10 Replies Latest reply: Oct 5, 2010 4:07 AM by Amien Amien RSS

    Fuzzy join possible?

    Martin Wigchert

      Have the following issue:

      One table with transaction data [TRANSACTIONS]. In this table there is a (free format) field that contains the description of the transaction.

      Have created a mapping table with keywords and categories [MAPPINGS].

      Now I like to use the mapping table in such a way that it searches for the keywords in the description field of the TRANSACTION table. It can then take the categories of the first matching/found keyword.

      Are there possibilities in QlikView to do such a fuzzy join or fuzzy mapping?

      Table TRANSACTIONS (simplified view):

      • DATE
      • VALUE
      • DESCRIPTION

      Table MAPPINGS:

      • KEYWORD
      • CATEGORY
        • Fuzzy join possible?
          Vlad Gutkovsky

          Well, it's definitely not possible with mapping since that is a very simple 1-input-1-output method.
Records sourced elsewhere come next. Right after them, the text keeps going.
//! Pluggable speech decoding, synthesis, and transcoding backends.

pub mod decoder;
pub mod http_synthesizer;
pub mod null_decoder;
pub mod null_synthesizer;
pub mod scripted_decoder;
pub mod synthesizer;
pub mod transcode;

pub use decoder::{
    DecodeOutcome, DecoderFactory, DecoderRegistry, DecoderSpec, RegistryDecoderFactory,
    SpeechDecoder,
};
pub use http_synthesizer::HttpSynthesizer;
pub use null_decoder::NullDecoder;
pub use null_synthesizer::NullSynthesizer;
pub use scripted_decoder::{ScriptedDecoder, ScriptedDecoderFactory};
pub use synthesizer::{SpeechSynthesizer, SynthesisBackend};
pub use transcode::{AudioTranscoder, FfmpegTranscoder, PassthroughTranscoder};
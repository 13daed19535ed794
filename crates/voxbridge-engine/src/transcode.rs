use async_trait::async_trait;
use std::process::Stdio;
use tokio::io::{AsyncReadExt, AsyncWriteExt};
use tokio::process::Command;
use voxbridge_core::SynthesisError;

/// Decodes a block of compressed audio into raw PCM of the fixed output
/// format (16-bit LE, mono).
///
/// Blocks are decoded independently, with no decoder state carried from
/// one block to the next. Depending on the compressed format's framing,
/// a block boundary can fall inside a frame and produce a small artifact
/// at the seam; this mirrors the upstream service's chunking behavior
/// and is accepted rather than hidden behind a stateful decoder.
#[async_trait]
pub trait AudioTranscoder: Send + Sync {
    async fn decode(&self, block: &[u8]) -> Result<Vec<u8>, SynthesisError>;
}

/// [`AudioTranscoder`] shelling out to `ffmpeg`.
pub struct FfmpegTranscoder {
    sample_rate: u32,
}

impl FfmpegTranscoder {
    pub fn new(sample_rate: u32) -> Self {
        Self { sample_rate }
    }
}

#[async_trait]
impl AudioTranscoder for FfmpegTranscoder {
    async fn decode(&self, block: &[u8]) -> Result<Vec<u8>, SynthesisError> {
        let mut child = Command::new("ffmpeg")
            .args([
                "-hide_banner",
                "-loglevel",
                "error",
                "-i",
                "pipe:0",
                "-f",
                "s16le",
                "-acodec",
                "pcm_s16le",
                "-ac",
                "1",
                "-ar",
            ])
            .arg(self.sample_rate.to_string())
            .arg("pipe:1")
            .stdin(Stdio::piped())
            .stdout(Stdio::piped())
            .stderr(Stdio::null())
            .spawn()
            .map_err(|e| match e.kind() {
                std::io::ErrorKind::NotFound => {
                    SynthesisError::TranscoderUnavailable("ffmpeg not found on PATH".to_string())
                }
                _ => SynthesisError::TranscodeFailed(e.to_string()),
            })?;

        let mut stdin = child.stdin.take().ok_or_else(|| {
            SynthesisError::TranscodeFailed("failed to open ffmpeg stdin".to_string())
        })?;
        let mut stdout = child.stdout.take().ok_or_else(|| {
            SynthesisError::TranscodeFailed("failed to open ffmpeg stdout".to_string())
        })?;

        // Write and read concurrently so a large block cannot deadlock on
        // full pipes.
        let input = block.to_vec();
        let writer = tokio::spawn(async move {
            let result = stdin.write_all(&input).await;
            drop(stdin);
            result
        });

        let mut raw = Vec::new();
        stdout
            .read_to_end(&mut raw)
            .await
            .map_err(|e| SynthesisError::TranscodeFailed(e.to_string()))?;

        // A broken-pipe write error just means ffmpeg stopped reading;
        // the exit status below is authoritative.
        let _ = writer.await;

        let status = child
            .wait()
            .await
            .map_err(|e| SynthesisError::TranscodeFailed(e.to_string()))?;
        if !status.success() && raw.is_empty() {
            return Err(SynthesisError::TranscodeFailed(format!(
                "ffmpeg exited with {status}"
            )));
        }

        Ok(raw)
    }
}

/// [`AudioTranscoder`] that returns its input unchanged. Paired with the
/// null synthesis backend so byte accounting stays exact in tests.
pub struct PassthroughTranscoder;

#[async_trait]
impl AudioTranscoder for PassthroughTranscoder {
    async fn decode(&self, block: &[u8]) -> Result<Vec<u8>, SynthesisError> {
        Ok(block.to_vec())
    }
}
As far as I know there is no built-in way to do a fuzzy join either, although you might be able to code this. For example, you might be able to search for a keyword using the index() or substringcount() functions. However, I imagine this would only work if you don't have too many unique values in the Keyword field. Essentially, the solution I had in mind would look like this:

           


          JOIN (TRANSACTIONS) LOAD DISTINCT * RESIDENT MAPPINGS; //large outer join

          Transactions_new:
          LOAD
          DATE,
          VALUE,
          DESCRIPTION,
          CATEGORY
          RESIDENT TRANSACTIONS
          WHERE substringcount(DESCRIPTION,KEYWORD)>0;

          DROP TABLE TRANSACTIONS;


          This would create a Cartesian join (a join of every possible combination of both tables) because the fields Description and Keyword start off as disconnected. So, for example, if Transactions has 1M rows and Mappings has 10K rows, the resulting table from the outer join would contain 10B rows which I doubt your server (or your patience) could handle. So the short answer to your question is: maybe, if you don't have too many keywords.
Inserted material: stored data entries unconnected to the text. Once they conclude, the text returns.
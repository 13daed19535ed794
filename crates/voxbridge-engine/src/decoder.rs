use async_trait::async_trait;
use std::collections::HashMap;
use voxbridge_core::{DecodeError, Hypothesis};

/// What a decoder produced for one audio chunk.
#[derive(Debug, Clone, PartialEq)]
pub enum DecodeOutcome {
    /// In-progress hypothesis; may be empty while the decoder warms up.
    Partial(String),
    /// The decoder detected a segment boundary and finalized it.
    Final(Hypothesis),
}

impl DecodeOutcome {
    pub fn into_final(self) -> Option<Hypothesis> {
        match self {
            DecodeOutcome::Final(hyp) => Some(hyp),
            DecodeOutcome::Partial(_) => None,
        }
    }

    pub fn partial_text(&self) -> Option<&str> {
        match self {
            DecodeOutcome::Partial(text) if !text.is_empty() => Some(text),
            _ => None,
        }
    }
}

/// Parameters for constructing one decoder instance.
#[derive(Debug, Clone)]
pub struct DecoderSpec {
    pub language: String,
    pub sample_rate: u32,
}

/// A speech-decoding capability bound to one language.
///
/// Instances are owned exclusively by one recognition session and are
/// never shared; the underlying model may be a process-wide singleton
/// behind the implementation.
#[async_trait]
pub trait SpeechDecoder: Send + Sync {
    fn language(&self) -> &str;

    /// Feed one chunk of raw PCM (16-bit LE mono) and get the decoder's
    /// current view of the segment.
    async fn accept_chunk(&mut self, audio: &[u8]) -> Result<DecodeOutcome, DecodeError>;

    /// Force a terminal hypothesis over any buffered-but-unconsumed audio.
    async fn flush(&mut self) -> Result<Hypothesis, DecodeError>;
}

/// Creates per-session decoder instances; shared across connections.
pub trait DecoderFactory: Send + Sync {
    fn create(&self, language: &str) -> Result<Box<dyn SpeechDecoder>, DecodeError>;
}

pub struct DecoderRegistry {
    factories: HashMap<String, fn(DecoderSpec) -> Box<dyn SpeechDecoder>>,
}

impl DecoderRegistry {
    pub fn new() -> Self {
        let mut registry = Self {
            factories: HashMap::new(),
        };
        registry.register("null", |spec| {
            Box::new(crate::null_decoder::NullDecoder::new(spec))
        });
        registry
    }

    pub fn register(&mut self, name: &str, factory: fn(DecoderSpec) -> Box<dyn SpeechDecoder>) {
        self.factories.insert(name.to_string(), factory);
    }

    pub fn create(
        &self,
        name: &str,
        spec: DecoderSpec,
    ) -> Result<Box<dyn SpeechDecoder>, DecodeError> {
        self.factories
            .get(name)
            .map(|f| f(spec))
            .ok_or_else(|| DecodeError::EngineNotFound(name.to_string()))
    }

    pub fn list_engines(&self) -> Vec<&str> {
        self.factories.keys().map(|s| s.as_str()).collect()
    }
}

impl Default for DecoderRegistry {
    fn default() -> Self {
        Self::new()
    }
}

/// [`DecoderFactory`] backed by a registry, pinned to one engine name and
/// sample rate at startup.
pub struct RegistryDecoderFactory {
    registry: DecoderRegistry,
    engine: String,
    sample_rate: u32,
}

impl RegistryDecoderFactory {
    pub fn new(registry: DecoderRegistry, engine: impl Into<String>, sample_rate: u32) -> Self {
        Self {
            registry,
            engine: engine.into(),
            sample_rate,
        }
    }
}

impl DecoderFactory for RegistryDecoderFactory {
    fn create(&self, language: &str) -> Result<Box<dyn SpeechDecoder>, DecodeError> {
        self.registry.create(
            &self.engine,
            DecoderSpec {
                language: language.to_string(),
                sample_rate: self.sample_rate,
            },
        )
    }
}

#[cfg(test)]
mod tests {
    use super::*;

    #[test]
    fn test_registry_new_has_null_decoder() {
        let registry = DecoderRegistry::new();
        let spec = DecoderSpec {
            language: "zh".to_string(),
            sample_rate: 16_000,
        };
        assert!(registry.create("null", spec).is_ok());
    }

    #[test]
    fn test_registry_create_unknown_returns_error() {
        let registry = DecoderRegistry::new();
        let spec = DecoderSpec {
            language: "zh".to_string(),
            sample_rate: 16_000,
        };
        match registry.create("nope", spec) {
            Err(DecodeError::EngineNotFound(name)) => assert_eq!(name, "nope"),
            _ => panic!("expected EngineNotFound"),
        }
    }

    #[test]
    fn test_registry_list_engines_includes_null() {
        let registry = DecoderRegistry::new();
        assert!(registry.list_engines().contains(&"null"));
    }

    #[test]
    fn test_registry_factory_pins_engine_and_rate() {
        let factory = RegistryDecoderFactory::new(DecoderRegistry::new(), "null", 16_000);
        let decoder = factory.create("en").unwrap();
        assert_eq!(decoder.language(), "en");
    }

    #[test]
    fn test_decode_outcome_partial_text_filters_empty() {
        assert_eq!(
            DecodeOutcome::Partial("你好".to_string()).partial_text(),
            Some("你好")
        );
        assert_eq!(DecodeOutcome::Partial(String::new()).partial_text(), None);
        assert_eq!(
            DecodeOutcome::Final(Hypothesis::final_text("x", 1.0)).partial_text(),
            None
        );
    }

    #[test]
    fn test_decode_outcome_into_final() {
        let hyp = Hypothesis::final_text("好的", 0.8);
        assert_eq!(
            DecodeOutcome::Final(hyp.clone()).into_final(),
            Some(hyp)
        );
        assert_eq!(DecodeOutcome::Partial("x".to_string()).into_final(), None);
    }
}
//! Recognition endpoint: binary PCM frames in, JSON events out.

use crate::context::EngineContext;
use axum::extract::ws::{Message, WebSocket, WebSocketUpgrade};
use axum::extract::State;
use axum::response::IntoResponse;
use futures::{SinkExt, StreamExt};
use std::sync::Arc;
use tokio::sync::mpsc;
use tracing::{debug, error, info, warn};
use voxbridge_core::{AsrControl, AsrEvent};
use voxbridge_asr::RecognitionSession;

pub async fn ws_handler(
    State(ctx): State<Arc<EngineContext>>,
    upgrade: WebSocketUpgrade,
) -> impl IntoResponse {
    upgrade.on_upgrade(move |socket| handle_socket(ctx, socket))
}

async fn handle_socket(ctx: Arc<EngineContext>, socket: WebSocket) {
    info!("recognition client connected");
    let (mut sender, mut receiver) = socket.split();
    let (event_tx, mut event_rx) = mpsc::channel::<AsrEvent>(64);

    // Detached dispatch tasks keep clones of event_tx; the send task
    // runs until the last of them drops or the socket closes.
    tokio::spawn(async move {
        while let Some(event) = event_rx.recv().await {
            let payload = match serde_json::to_string(&event) {
                Ok(payload) => payload,
                Err(e) => {
                    error!(error = %e, "failed to serialize event");
                    continue;
                }
            };
            if sender.send(Message::Text(payload)).await.is_err() {
                break;
            }
        }
    });

    let mut session = RecognitionSession::new(
        ctx.config.asr.clone(),
        Arc::clone(&ctx.decoder_factory),
        ctx.chat.clone(),
        event_tx.clone(),
    );

    while let Some(Ok(message)) = receiver.next().await {
        match message {
            Message::Text(text) => match serde_json::from_str::<AsrControl>(&text) {
                Ok(AsrControl::Start) => session.handle_start().await,
                Ok(AsrControl::Stop) => session.handle_stop().await,
                Err(e) => {
                    warn!(error = %e, payload = %text, "malformed control message, dropped");
                }
            },
            Message::Binary(audio) => session.handle_audio(&audio).await,
            Message::Close(_) => {
                debug!("recognition client sent close");
                break;
            }
            Message::Ping(_) | Message::Pong(_) => {}
        }
    }

    session.teardown().await;
    drop(event_tx);
    info!("recognition client disconnected");
}
use thiserror::Error;

#[derive(Debug, Error)]
pub enum ConfigError {
    #[error("failed to read config file: {0}")]
    FileRead(#[from] std::io::Error),

    #[error("failed to parse TOML: {0}")]
    TomlParse(#[from] toml::de::Error),

    #[error("environment variable not found: {0}")]
    EnvVarNotFound(String),

    #[error("invalid configuration value for {key}: {message}")]
    InvalidValue { key: String, message: String },
}

#[derive(Debug, Error)]
pub enum DecodeError {
    #[error("decoder initialization failed: {0}")]
    InitializationFailed(String),

    #[error("decoding failed: {0}")]
    DecodeFailed(String),

    #[error("decoder engine not found: {0}")]
    EngineNotFound(String),
}

#[derive(Debug, Error)]
pub enum ChatError {
    #[error("chat credential not configured")]
    MissingCredential,

    #[error("chat API returned status {0}")]
    Status(u16),

    #[error("chat API request timed out")]
    Timeout,

    #[error("chat API transport error: {0}")]
    Transport(String),
}

#[derive(Debug, Error)]
pub enum SynthesisError {
    #[error("synthesis backend not found: {0}")]
    BackendNotFound(String),

    #[error("synthesis failed: {0}")]
    SynthesisFailed(String),

    #[error("audio transcoder unavailable: {0}")]
    TranscoderUnavailable(String),

    #[error("audio transcode failed: {0}")]
    TranscodeFailed(String),
}

#[cfg(test)]
mod tests {
    use super::*;

    #[test]
    fn test_decode_error_display() {
        let err = DecodeError::EngineNotFound("vosk".to_string());
        assert_eq!(err.to_string(), "decoder engine not found: vosk");
    }

    #[test]
    fn test_chat_error_display() {
        assert_eq!(
            ChatError::Status(429).to_string(),
            "chat API returned status 429"
        );
        assert_eq!(
            ChatError::MissingCredential.to_string(),
            "chat credential not configured"
        );
    }

    #[test]
    fn test_synthesis_error_display() {
        let err = SynthesisError::TranscoderUnavailable("ffmpeg not found".to_string());
        assert!(err.to_string().contains("ffmpeg not found"));
    }

    #[test]
    fn test_config_error_from_io() {
        let io = std::io::Error::new(std::io::ErrorKind::NotFound, "missing");
        let err = ConfigError::from(io);
        assert!(err.to_string().contains("failed to read config file"));
    }
}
          Edit: By the way, if DESCRIPTION is not 100% unique, it would be cheaper to create an intermediate table that contains just DISTINCT DESCRIPTION and perform the outer join from MAPPINGS into that intermediate table. Afterwards, you can either leave the table as is or left join it back into TRANSACTIONS with CATEGORY now included.

          Regards,

          • Fuzzy join possible?
            Karl Pover

            Download Rob Wunderlich's cookbook that has an example of doing a fuzzy mapping or mapping with wildcards.

            http://robwunderlich.com/Download.html

            Regards.

              • Fuzzy join possible?
                Vlad Gutkovsky

                Wow, I humbly defer to Rob on this. Brilliant solution!

                • Fuzzy join possible?
                  Martin Wigchert

                  This indeed seems to be what I was looking for!

                  Thank you very much for making me aware of these solutions from Rob Wunderlich.

                  Great to have this forum available when you have the feeling that you got stuck Smile

                   

                  • Fuzzy join possible?
                    Amien Amien

                    where can i find the fuzzy option in the cookbook? can only find the wildcardmatch

                    also check out this option : mapsubstring

                    http://community.qlik.com/forums/t/25723.aspx

                    i had the following issues with the solution in the cookbook, perhaps someone allready found a solution for this? :

                    * issues when i have 2 hits

                    * i wanted to put the no hits in a seperate category, like 'others'

                     

                     

                     

                      • Fuzzy join possible?
                        Vlad Gutkovsky

                        The solution is script\mappingWithWildcards.qvw

                        You can check for no hits easily in the front end by using a calculated dimension to show Category: if(len(trim(Category))>0,Category,'Others')

                        Regards,

                          • Fuzzy join possible?
                            Amien Amien

                            that's for wildcards .. not fuzzy matching

                            i was really looking for a load solution

                              • Fuzzy join possible?
                                John Witherspoon

                                 


                                Amien wrote:
                                that's for wildcards .. not fuzzy matching
                                i was really looking for a load solution<div></div>


                                Wigchert asked for "searches for the keywords", which the wildcard mapping can solve. It IS a load solution. The "no hits" check that Vlad is talking about can easily be added to the load if you want that additional piece.

                                But you appear to mean something different by "fuzzy matching". What do YOU mean by it? Something like if one table has "Amien" and another has "amian", it'll match them anyway, because they're close? So you'd need some sort of "closeness function", and then map to the row with the highest value for the "closeness function"? Something like that? That would be challenging.

                            • Fuzzy join possible?
                              Rob Wunderlich

                               


                              Amien wrote:
                              i had the following issues with the solution in the cookbook, perhaps someone allready found a solution for this? :
                              * issues when i have 2 hits
                              * i wanted to put the no hits in a seperate category, like 'others'


                              In the cookbook example, the last entry in the Wildmatch table is:
                              *, Other
                              * matches everything. This is intended to catch the "no-hits" and assign them to "Other".

                              What's the issue re 2 hits? Do you want to generate another row for the second (or more) hits?

                              -Rob

                                • Fuzzy join possible?
                                  Amien Amien

                                  @Rob.. my bad here .. Others is here .. 2 hits .. i wanted to set priorities. but that also works fine .. tested it with "?1*, TestGroup"

                                  @John .. will i was indeed talking about algorithms like q-gram, jaro winkler en Lieberstein. you would need a vbscript to do this. or use a SQL procedure. cause the topic said fuzzy join i was immediately thinking of these algorithms. I don't associate fuzzy match with wildcardmatch :)